> REQUIRED WORK: Look through the records below, and copy out every line that holds the string "AmbiguousName".

Dataset records
#[cfg(test)]
mod tests {
    use super::*;

    #[test]
    fn test_new_zone_is_empty() {
        let zone = SiegeZone::new("Northmark", "Oakvale").unwrap();
        assert_eq!(zone.score(), 0);
        assert!(zone.flag_location().is_none());
        assert_eq!(zone.scheduled_players(ScoreSide::Attacker).count(), 0);
        assert_eq!(zone.scheduled_players(ScoreSide::Defender).count(), 0);
    }

    #[test]
    fn test_name_is_lowercase() {
        let zone = SiegeZone::new("NorthMark", "OakVale").unwrap();
        assert_eq!(zone.name(), "northmark#vs#oakvale");
        assert_eq!(zone.name(), zone_name("NORTHMARK", "oakvale"));
    }

    #[test]
    fn test_split_zone_name() {
        assert_eq!(
            split_zone_name("northmark#vs#oakvale"),
            Ok(("northmark", "oakvale"))
        );
        assert!(matches!(
            split_zone_name("northmark-oakvale"),
            Err(ZoneError::MalformedName(_))
        ));
        assert!(matches!(
            split_zone_name("a#vs#b#vs#c"),
            Err(ZoneError::MalformedName(_))
        ));
    }

    #[test]
    fn test_separator_rejected_in_names() {
        assert_eq!(
            SiegeZone::new("bad#VS#name", "Oakvale").unwrap_err(),
            ZoneError::SeparatorInName("bad#VS#name".to_string())
        );

        let mut zone = SiegeZone::new("Northmark", "Oakvale").unwrap();
        assert!(zone.set_defending_settlement("x#vs#y").is_err());
        assert_eq!(zone.defending_settlement(), "Oakvale");
        zone.set_attacking_faction("Southreach").unwrap();
        assert_eq!(zone.name(), "southreach#vs#oakvale");
    }

    #[test]
    fn test_names_that_would_not_split_back_are_rejected() {
        // "a#vs" + "#vs#" + "b" reads as "a" vs "vs#b"
        assert_eq!(
            SiegeZone::new("a#vs", "b").unwrap_err(),
            ZoneError::AmbiguousName("a#vs#vs#b".to_string())
        );
        assert!(matches!(
            SiegeZone::new("A#VS", "b"),
            Err(ZoneError::AmbiguousName(_))
        ));

        let mut zone = SiegeZone::new("Northmark", "Oakvale").unwrap();
        assert!(zone.set_attacking_faction("north#vs").is_err());
        assert_eq!(zone.attacking_faction(), "Northmark");

        // A lone '#' that cannot form a separator is fine
        let zone = SiegeZone::new("clan#7", "vs#keep").unwrap();
        assert_eq!(split_zone_name(&zone.name()), Ok(("clan#7", "vs#keep")));
    }

    #[test]
    fn test_deserialising_checks_names() {
        let bad = r#"{"attacking_faction":"x#vs#y","defending_settlement":"oak"}"#;
        assert!(serde_json::from_str::<SiegeZone>(bad).is_err());

        let ambiguous = r#"{"attacking_faction":"x#vs","defending_settlement":"oak"}"#;
        assert!(serde_json::from_str::<SiegeZone>(ambiguous).is_err());

        let ok = r#"{"attacking_faction":"Northmark","defending_settlement":"Oakvale","score":3}"#;
        let zone: SiegeZone = serde_json::from_str(ok).unwrap();
        assert_eq!(zone.name(), "northmark#vs#oakvale");
        assert_eq!(zone.score(), 3);
    }

    #[test]
    fn test_score_operations() {
        let mut zone = SiegeZone::new("Northmark", "Oakvale").unwrap();
        zone.add_score(30);
        zone.adjust_score(-50);
        assert_eq!(zone.score(), -20);
        zone.set_score(7);
        assert_eq!(zone.score(), 7);
        zone.set_score(i32::MAX);
        zone.add_score(1);
        assert_eq!(zone.score(), i32::MAX);
    }

    #[test]
    fn test_schedules_are_per_side() {
        let mut zone = SiegeZone::new("Northmark", "Oakvale").unwrap();
        assert_eq!(zone.schedule_next(ScoreSide::Attacker, "alice", 1_000), None);
        assert_eq!(
            zone.schedule_next(ScoreSide::Attacker, "alice", 2_000),
            Some(1_000)
        );
        zone.schedule_next(ScoreSide::Defender, "bob", 1_500);

        assert!(zone.is_scoring(ScoreSide::Attacker, "alice"));
        assert!(!zone.is_scoring(ScoreSide::Defender, "alice"));
        assert_eq!(zone.scheduled_at(ScoreSide::Defender, "bob"), Some(1_500));

        assert_eq!(zone.clear_schedule(ScoreSide::Attacker, "alice"), Some(2_000));
        assert!(!zone.is_scoring(ScoreSide::Attacker, "alice"));
        assert!(zone.is_scoring(ScoreSide::Defender, "bob"));

        zone.clear_all_schedules();
        assert!(!zone.is_scoring(ScoreSide::Defender, "bob"));
    }

    #[test]
    fn test_due_entries_only_returns_arrived_times() {
        let mut zone = SiegeZone::new("Northmark", "Oakvale").unwrap();
        zone.schedule_next(ScoreSide::Attacker, "alice", 100);
        zone.schedule_next(ScoreSide::Attacker, "bob", 200);
        zone.schedule_next(ScoreSide::Attacker, "carol", 300);

        let due: Vec<_> = zone.due_entries(ScoreSide::Attacker, 200).collect();
        assert_eq!(due, vec![("alice", 100), ("bob", 200)]);
        assert_eq!(zone.due_entries(ScoreSide::Defender, 1_000).count(), 0);
    }

    #[test]
    fn test_schedule_export_by_player_id() {
        let mut zone = SiegeZone::new("Northmark", "Oakvale").unwrap();
        zone.schedule_next(ScoreSide::Defender, "uuid-1", 42);
        let export = zone.schedule_by_player_id(ScoreSide::Defender);
        assert_eq!(export.get("uuid-1"), Some(&42));
        assert!(zone.schedule_by_player_id(ScoreSide::Attacker).is_empty());
    }

    #[test]
    fn test_zone_json_round_trip_keeps_state() {
        let mut zone = SiegeZone::new("Northmark", "Oakvale").unwrap();
        zone.set_flag_location(Location::new("world", 1.0, 64.0, 2.0));
        zone.add_score(12);
        zone.schedule_next(ScoreSide::Attacker, "alice", 5);

        let json = serde_json::to_string(&zone).unwrap();
        let back: SiegeZone = serde_json::from_str(&json).unwrap();
        assert_eq!(back.name(), zone.name());
        assert_eq!(back.score(), 12);
        assert_eq!(back.flag_location(), zone.flag_location());
        assert_eq!(back.scheduled_at(ScoreSide::Attacker, "alice"), Some(5));
    }

    mod proptests {
        use super::*;
        use proptest::prelude::*;

        proptest! {
            #[test]
            fn prop_zone_name_splits_back(
                faction in "[A-Za-z0-9_#vsVS]{1,16}",
                settlement in "[A-Za-z0-9_#vsVS]{1,16}",
            ) {
                // Every accepted pair splits back; rejected pairs never build a zone
                if let Ok(zone) = SiegeZone::new(faction.clone(), settlement.clone()) {
                    let name = zone.name();
                    let (f, s) = split_zone_name(&name).unwrap();
                    prop_assert_eq!(f, faction.to_lowercase());
                    prop_assert_eq!(s, settlement.to_lowercase());
                }
            }

            #[test]
            fn prop_separator_free_plain_names_are_accepted(
                faction in "[A-Za-z0-9_]{1,16}",
                settlement in "[A-Za-z0-9_]{1,16}",
            ) {
                prop_assert!(SiegeZone::new(faction, settlement).is_ok());
            }

            #[test]
            fn prop_score_is_sum_of_adjustments(deltas in proptest::collection::vec(-1000i32..1000, 0..32)) {
                let mut zone = SiegeZone::new("a", "b").unwrap();
                for d in &deltas {
                    zone.add_score(*d);
                }
                prop_assert_eq!(zone.score(), deltas.iter().sum::<i32>());
            }
        }
    }
}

> TASK ANSWER:
            ZoneError::AmbiguousName("a#vs#vs#b".to_string())
            Err(ZoneError::AmbiguousName(_))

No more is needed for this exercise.